Fig. 4. In vivo blockade of mast cell activation suppresses inflammatory corneal lymphangiogenesis.

(a) Schematic experimental design showing the time points of topical treatment administration of PBS or 2% cromolyn (3 μl/treatment) to Balb/c mice. Topical treatment was administered 3 h prior to suture placement and subsequently treated 6 times a day for 7 days. Corneas were harvested for immunohistochemistry and mRNA analysis on day 7 post-suture placement. (b) Bar chart showing levels of mast cell activation marker tryptase in ocular surface tear wash collected at 0h, 1h, 3h, and 6h following suture placement (5μl/wash) in PBS and cromolyn treated corneas. (c) Bar chart showing expression levels of VEGF-D in PBS and cromolyn treated-corneas harvested on day 7 post-suture placement, compared to naive controls, as quantified by real-time PCR. (d) Corneas were harvested on day 7 when blood vessels reached the suture, as demonstrated by the slit-lamp micrographs (left). Representative immunohistochemistry micrographs of PBS and cromolyn-treated corneas immunostained with LYVE-1 (Rhodamine), compared to the naïve cornea (Scale bar, 100 μm).
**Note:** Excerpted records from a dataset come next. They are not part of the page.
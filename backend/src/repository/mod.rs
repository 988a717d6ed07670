//! Repository interfaces for the platform aggregates
//!
//! Persistence is an implementation detail behind one trait per aggregate.
//! The in-memory store backs tests and database-less deployments; the
//! Postgres store is the production backend.

use std::collections::HashMap;

use async_trait::async_trait;
use uuid::Uuid;

use shared::{ItemType, LedgerEntry, Order, OrderKind, OrderStatus, StockAdjustment, StockKey};

use crate::error::AppResult;

pub mod memory;
pub mod postgres;

pub use memory::{MemoryOrderRepository, MemoryStockRepository};
pub use postgres::{PostgresOrderRepository, PostgresStockRepository};

/// Filter for ledger history queries
#[derive(Debug, Clone, Default)]
pub struct LedgerFilter {
    pub workstation_id: Option<i64>,
    pub item_type: Option<ItemType>,
    pub item_id: Option<i64>,
}

/// Filter for order list queries
#[derive(Debug, Clone, Default)]
pub struct OrderFilter {
    pub workstation_id: Option<i64>,
    pub status: Option<OrderStatus>,
    pub kind: Option<OrderKind>,
}

/// Stock aggregate: materialized balances plus the append-only ledger
///
/// Implementations must serialize the read-modify-write in `adjust` per key,
/// and `adjust_many` must be all-or-nothing: either every line is applied and
/// journaled, or nothing is.
#[async_trait]
pub trait StockRepository: Send + Sync {
    /// Apply one signed delta and append the journal entry atomically.
    /// Rejects adjustments that would drive the balance below zero or above
    /// the quantity bound.
    async fn adjust(&self, adjustment: StockAdjustment) -> AppResult<LedgerEntry>;

    /// Apply a batch of deltas as one atomic unit
    async fn adjust_many(&self, adjustments: Vec<StockAdjustment>) -> AppResult<Vec<LedgerEntry>>;

    /// Current balance for one key; absent records read as zero
    async fn quantity(&self, key: StockKey) -> AppResult<i64>;

    /// Current balances for every key at one workstation
    async fn snapshot(&self, workstation_id: i64) -> AppResult<HashMap<StockKey, i64>>;

    /// Ledger entries matching the filter, newest first
    async fn history(&self, filter: LedgerFilter) -> AppResult<Vec<LedgerEntry>>;

    /// Most recent ledger entries across all keys, newest first
    async fn recent(&self, limit: i64) -> AppResult<Vec<LedgerEntry>>;
}

/// Order aggregate
#[async_trait]
pub trait OrderRepository: Send + Sync {
    async fn insert(&self, order: Order) -> AppResult<Order>;

    async fn get(&self, id: Uuid) -> AppResult<Order>;

    async fn get_by_number(&self, order_number: &str) -> AppResult<Order>;

    /// Persist the mutable fields (status, scenario, timestamps) of an order
    async fn update(&self, order: &Order) -> AppResult<()>;

    async fn list(&self, filter: OrderFilter) -> AppResult<Vec<Order>>;

    /// Confirmed orders waiting at one workstation
    async fn confirmed_at_workstation(&self, workstation_id: i64) -> AppResult<Vec<Order>>;

    /// All orders in the chain identified by one base token
    async fn chain(&self, base: &str) -> AppResult<Vec<Order>>;
}
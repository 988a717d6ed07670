//! Factory Order Management Platform - Backend
//!
//! Order fulfillment orchestration over an append-only stock ledger:
//! trigger-scenario classification, atomic fulfillment debits, and cascade
//! re-evaluation of sibling orders.

use std::sync::Arc;

use axum::{routing::get, Router};
use tower_http::{
    cors::{Any, CorsLayer},
    trace::TraceLayer,
};

pub mod config;
pub mod error;
pub mod external;
pub mod handlers;
pub mod repository;
pub mod routes;
pub mod services;

pub use config::Config;

use services::{FulfillmentService, OrderService, StockService};

/// Application state shared across handlers
#[derive(Clone)]
pub struct AppState {
    pub orders: OrderService,
    pub stock: StockService,
    pub fulfillment: FulfillmentService,
    pub config: Arc<Config>,
}

/// Create the application router with all routes and middleware
pub fn create_app(state: AppState) -> Router {
    let cors = CorsLayer::new()
        .allow_origin(Any)
        .allow_methods(Any)
        .allow_headers(Any);

    Router::new()
        .route("/", get(root))
        .nest("/api/v1", routes::api_routes())
        .layer(TraceLayer::new_for_http())
        .layer(cors)
        .with_state(state)
}

/// Root endpoint
async fn root() -> &'static str {
    "Factory Order Management Platform API v1.0"
}
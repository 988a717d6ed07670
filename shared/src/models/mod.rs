//! Domain models for the Factory Order Management Platform

pub mod order;
pub mod scenario;
pub mod stock;

pub use order::*;
pub use scenario::*;
pub use stock::*;
//! Downstream order-creation collaborator
//!
//! The core never creates warehouse/production/assembly orders itself; it
//! hands an unfulfillable order to this collaborator. Errors are typed so
//! the orchestrator can tell "no stock" apart from "collaborator down", and
//! the collaborator is only ever invoked after the local transaction has
//! committed.

use async_trait::async_trait;
use serde::{Deserialize, Serialize};
use thiserror::Error;

use shared::{OrderItem, TriggerScenario};

use crate::config::DownstreamConfig;

#[derive(Debug, Error)]
pub enum DownstreamError {
    #[error("downstream request timed out")]
    Timeout,

    #[error("downstream service unavailable: {0}")]
    Unavailable(String),

    #[error("downstream resource not found")]
    NotFound,

    #[error("downstream rejected the request: {0}")]
    Rejected(String),
}

impl From<DownstreamError> for crate::error::AppError {
    fn from(err: DownstreamError) -> Self {
        match err {
            DownstreamError::Timeout => crate::error::AppError::DownstreamTimeout,
            DownstreamError::Unavailable(msg) => crate::error::AppError::DownstreamUnavailable(msg),
            DownstreamError::NotFound => {
                crate::error::AppError::DownstreamUnavailable("endpoint not found".to_string())
            }
            DownstreamError::Rejected(msg) => crate::error::AppError::DownstreamRejected(msg),
        }
    }
}

/// Request to create a correlated downstream order
#[derive(Debug, Clone, Serialize)]
pub struct DownstreamOrderRequest {
    pub scenario: TriggerScenario,
    pub source_order_number: String,
    pub workstation_id: i64,
    /// Items the source order could not cover from stock
    pub missing_items: Vec<OrderItem>,
}

/// Reference to the order the collaborator created (if any)
#[derive(Debug, Clone, Serialize, Deserialize)]
pub struct DownstreamOrderRef {
    pub order_number: Option<String>,
}

#[async_trait]
pub trait DownstreamOrderClient: Send + Sync {
    async fn create_downstream(
        &self,
        request: DownstreamOrderRequest,
    ) -> Result<DownstreamOrderRef, DownstreamError>;
}

/// HTTP implementation of the downstream collaborator
pub struct HttpDownstreamClient {
    client: reqwest::Client,
    base_url: String,
}

impl HttpDownstreamClient {
    pub fn new(config: &DownstreamConfig) -> Result<Self, DownstreamError> {
        let client = reqwest::Client::builder()
            .timeout(std::time::Duration::from_secs(config.timeout_secs))
            .build()
            .map_err(|e| DownstreamError::Unavailable(e.to_string()))?;
        Ok(Self {
            client,
            base_url: config.base_url.trim_end_matches('/').to_string(),
        })
    }
}

#[async_trait]
impl DownstreamOrderClient for HttpDownstreamClient {
    async fn create_downstream(
        &self,
        request: DownstreamOrderRequest,
    ) -> Result<DownstreamOrderRef, DownstreamError> {
        let url = format!("{}/api/v1/downstream-orders", self.base_url);

        let response = self
            .client
            .post(&url)
            .json(&request)
            .send()
            .await
            .map_err(|e| {
                if e.is_timeout() {
                    DownstreamError::Timeout
                } else {
                    DownstreamError::Unavailable(e.to_string())
                }
            })?;

        match response.status() {
            status if status.is_success() => response
                .json::<DownstreamOrderRef>()
                .await
                .map_err(|e| DownstreamError::Unavailable(e.to_string())),
            reqwest::StatusCode::NOT_FOUND => Err(DownstreamError::NotFound),
            status if status.is_client_error() => {
                let body = response.text().await.unwrap_or_default();
                Err(DownstreamError::Rejected(format!("{}: {}", status, body)))
            }
            status => Err(DownstreamError::Unavailable(status.to_string())),
        }
    }
}

/// No-op collaborator for deployments without downstream order creation
#[derive(Debug, Default, Clone)]
pub struct NoopDownstreamClient;

#[async_trait]
impl DownstreamOrderClient for NoopDownstreamClient {
    async fn create_downstream(
        &self,
        request: DownstreamOrderRequest,
    ) -> Result<DownstreamOrderRef, DownstreamError> {
        tracing::info!(
            source_order = %request.source_order_number,
            scenario = %request.scenario,
            "Downstream order creation disabled; enqueue skipped"
        );
        Ok(DownstreamOrderRef { order_number: None })
    }
}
Cumulative bar chart (right) showing lymph vessel area in PBS and cromolyn-treated corneas, compared to naïve controls, as quantified using ImageJ 1.52s software. (e) Bar chart depicting expression of VEGFR3 in PBS and cromolyn-treated corneas harvested on day 7 post-suture placement, compared to naïve controls. Representative data from three independent experiments are shown, and each experiment consisted of n = 4 animals/group. Data are represented as mean ± SD (error bar). t-test; *p < 0.05, **p < 0.01. Co., Cornea; Conj., Conjunctiva.